Kreissynode Köln-Mitte: „Tatkraft statt Betroffenheit“

„Wer wollen wir als Kirche sein? Frage an uns alle: Wollen wir eine Kirche des Rückzugs sein? Was machen wir, Rückschritt oder Aufbruch?“ Diese zentrale Frage stellte Pfarrer Hans Mörtter zu Beginn der Synode des Kirchenkreises Köln-Mitte am Samstag, 13. November, in der Stephanuskirche der Evangelischen Kirchengemeinde Köln-Riehl. Zusammen mit Pfarrer Uwe Rescheleit feierte er und die Synodalen den Gottesdienst zu Beginn der Herbstsynode.

Pfarrer Hans Mörtter.

Man stehe vor unglaublich großen Chancen, fuhr Mörtter fort. „Wollen wir die Aber-Kirche sein, oder die Kirche, die alle Segel setzt, die unüberhörbar in unserer Stadt und unserer Gesellschaft ist?“ Manchmal müsse man aufbrechen. „Aber gehen wir wirklich hin? Ich habe erlebt, wenn man wirklich hingeht – dann verändert sich etwas, dann wirkt das. Dann bringt mich das auf.“ Er forderte: „Tatkraft statt Betroffenheit.“

„Gott, wir leben. Wir leben so, wie wir gelebt haben. Allein aus deiner Gnade“, fasste Pfarrer Uwe Rescheleit die Gedanken in einem Gebet zusammen. „Damit nichts uns trenne von deiner Liebe. Von deinem Geist, der uns doch heiligen möchte.“

Stimmungsvolle Klaviermusik.

Aufgrund der hohen Inzidenz fand die Synode kurzfristig als Hybrid-Veranstaltung statt.

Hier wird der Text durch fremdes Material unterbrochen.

//! Session state machine and publish tick loop
//!
//! Phases run Idle -> Baseline -> Condition -> Baseline -> ... until
//! tag-out. Transitions are driven purely by elapsed wall-clock time;
//! sensor content (including lead-off) never pauses or extends a phase, so
//! the exhibit's timing stays externally predictable.

use crate::clock::Clock;
use crate::publish::PublishSink;
use crate::shutdown::Shutdown;
use crate::sources::{CardiacSource, CorticalSource};
use biobooth_common::config::TimingConfig;
use biobooth_common::payload;
use std::sync::{Arc, Mutex};
use std::time::{Duration, Instant};
use tracing::{debug, info, warn};

/// Exhibit experience phase
#[derive(Debug, Clone, Copy, PartialEq, Eq)]
pub enum SessionPhase {
    Idle,
    Baseline,
    Condition,
}

/// Phase timing as durations
#[derive(Debug, Clone)]
pub struct SessionTiming {
    pub vis_period: Duration,
    pub baseline: Duration,
    pub condition: Duration,
    pub baseline_instruction: Duration,
    pub condition_instruction: Duration,
}

impl From<&TimingConfig> for SessionTiming {
    fn from(config: &TimingConfig) -> Self {
        Self {
            vis_period: Duration::from_secs_f64(config.vis_period_sec),
            baseline: Duration::from_secs_f64(config.baseline_sec),
            condition: Duration::from_secs_f64(config.condition_sec),
            baseline_instruction: Duration::from_secs_f64(config.baseline_inst_sec),
            condition_instruction: Duration::from_secs_f64(config.condition_inst_sec),
        }
    }
}

struct PhaseState {
    phase: SessionPhase,
    /// Set while a session is running; re-based by exactly one phase
    /// duration on each transition so timing never drifts
    phase_started: Option<Instant>,
}

/// The orchestrator: pulls latest values from both acquisition components
/// each tick, publishes them, and advances the phase timer
pub struct SessionEngine {
    cardiac: Arc<dyn CardiacSource>,
    cortical: Arc<dyn CorticalSource>,
    sink: Arc<dyn PublishSink>,
    timing: SessionTiming,
    clock: Arc<dyn Clock>,
    state: Mutex<PhaseState>,
}

impl SessionEngine {
    pub fn new(
        cardiac: Arc<dyn CardiacSource>,
        cortical: Arc<dyn CorticalSource>,
        sink: Arc<dyn PublishSink>,
        timing: SessionTiming,
        clock: Arc<dyn Clock>,
    ) -> Self {
        Self {
            cardiac,
            cortical,
            sink,
            timing,
            clock,
            state: Mutex::new(PhaseState {
                phase: SessionPhase::Idle,
                phase_started: None,
            }),
        }
    }

    /// Current phase
    pub fn phase(&self) -> SessionPhase {
        self.state.lock().unwrap().phase
    }

    /// Start a session, or restart the phase clock at Baseline when one is
    /// already running
    pub fn tag_in(&self) {
        let mut state = self.state.lock().unwrap();
        match state.phase {
            SessionPhase::Idle => info!("tag in: session started"),
            _ => info!("tag in during active session: restarting at baseline"),
        }
        state.phase = SessionPhase::Baseline;
        state.phase_started = Some(self.clock.now());
    }

    /// End the session and return to Idle
    pub fn tag_out(&self) {
        let mut state = self.state.lock().unwrap();
        if state.phase != SessionPhase::Idle {
            info!("tag out: session ended");
        }
        state.phase = SessionPhase::Idle;
        state.phase_started = None;
    }

    /// One engine tick: publish live values, then advance the phase timer.
    ///
    /// Live values publish on every tick, in or out of a session (the
    /// visualization renders an attract loop while Idle); instruction
    /// events and phase advancement happen only in-session.
    pub fn tick(&self) {
        let alpha = self.cortical.alpha_batch();
        let live = payload::format_eeg_ecg(&alpha, self.cardiac.hrv(), self.cardiac.is_lead_on());
        if let Err(e) = self.sink.publish(payload::CHANNEL_EEG_ECG, &live) {
            warn!("live value publish failed: {e}");
        }

        let mut state = self.state.lock().unwrap();
        let Some(started) = state.phase_started else {
            return;
        };
        let mut elapsed = self.clock.now() - started;

        // Advance through as many phase boundaries as elapsed time covers,
        // keeping wall-clock alignment even across a stalled tick
        loop {
            let duration = match state.phase {
                SessionPhase::Baseline => self.timing.baseline,
                SessionPhase::Condition => self.timing.condition,
                SessionPhase::Idle => return,
            };
            if elapsed < duration {
                break;
            }
            state.phase = match state.phase {
                SessionPhase::Baseline => SessionPhase::Condition,
                SessionPhase::Condition => SessionPhase::Baseline,
                SessionPhase::Idle => return,
            };
            if let Some(at) = state.phase_started.as_mut() {
                *at += duration;
            }
            elapsed -= duration;
            debug!("phase transition to {:?}", state.phase);
        }

        let (condition, instruction_window) = match state.phase {
            SessionPhase::Baseline => (false, self.timing.baseline_instruction),
            SessionPhase::Condition => (true, self.timing.condition_instruction),
            SessionPhase::Idle => return,
        };
        if elapsed < instruction_window {
            let text = payload::instruction_text(condition);
            if let Err(e) = self.sink.publish(payload::CHANNEL_INSTRUCTION, text) {
                warn!("instruction publish failed: {e}");
            }
        }
    }

    /// Run the fixed-period tick loop until shutdown
    pub async fn run(self: Arc<Self>, shutdown: Shutdown) {
        let mut ticker = tokio::time::interval(self.timing.vis_period);
        info!(
            "session engine running, tick period {:?}",
            self.timing.vis_period
        );
        loop {
            ticker.tick().await;
            if shutdown.is_signalled() {
                break;
            }
            self.tick();
        }
        info!("session engine stopped");
    }
}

Ungefähr ein Fünftel der Abgeordneten nahm online teil und konnte nicht die schön renovierte Stephanuskirche vor Ort erleben – die Szenerie im Hintergrund kam jedoch auch über Zoom beeindruckend herüber.

„Wir haben hier keine bleibende Stadt, sondern die zukünftige suchen wir!“

Superintendentin Susanne Beuth ging in ihrem Jahresbericht auf ein Wort aus dem neuen Testament ein: „Wir haben hier keine bleibende Stadt, sondern die zukünftige suchen wir! Veränderungen stehen an. Veränderungen geschehen. Wir nehmen das als bedrohlich wahr, wenn Sicherheiten brüchig werden, die unserem Leben Halt geben, die uns unverzichtbar scheinen. Wenn wir uns gegen unseren Willen verändern müssen. Wir nehmen das als inspirierend wahr, wenn wir eine Vision haben.“

Superintendentin Susanne Beuth.

Als Erfahrungen bedrohlicher Veränderungen ging sie auf die Corona-Pandemie ein: „Seit fast zwei Jahren begleitet unser alltägliches Leben die Corona-Krise mit Lockdowns verschiedener Schärfe und dann zum Glück der Hoffnung durch die unglaublich schnelle Entwicklung von Impfstoffen, die ab Ende Dezember für vulnerable Gruppen, ab dem Sommer für alle zur Verfügung standen. Die Erwartung, dass Corona ein Ende haben könnte, hat sich allerdings noch nicht erfüllt.“ Insbesondere die Presbyterien seien in ungekannter Weise gefordert gewesen zu entscheiden, wann Präsenz möglich sei und wann sie sinnvoll sei, um die Aufgabe zu erfüllen, „für Menschen da zu sein, Kraftquellen zu bieten bei spirituellen Angeboten, seelsorglichen Gesprächen, und ein Stück Struktur gebende Normalität des Gemeindelebens aufrecht zu erhalten. Der durch Corona ausgelöste Digitalisierungsschub habe aber viele positive Effekte gehabt. Aus der verstärkten Aufmerksamkeit für die Präsenz in sozialen Medien sei #himmelaufkoeln und das spirituelle Angebot „Beach & Heaven“ entstanden.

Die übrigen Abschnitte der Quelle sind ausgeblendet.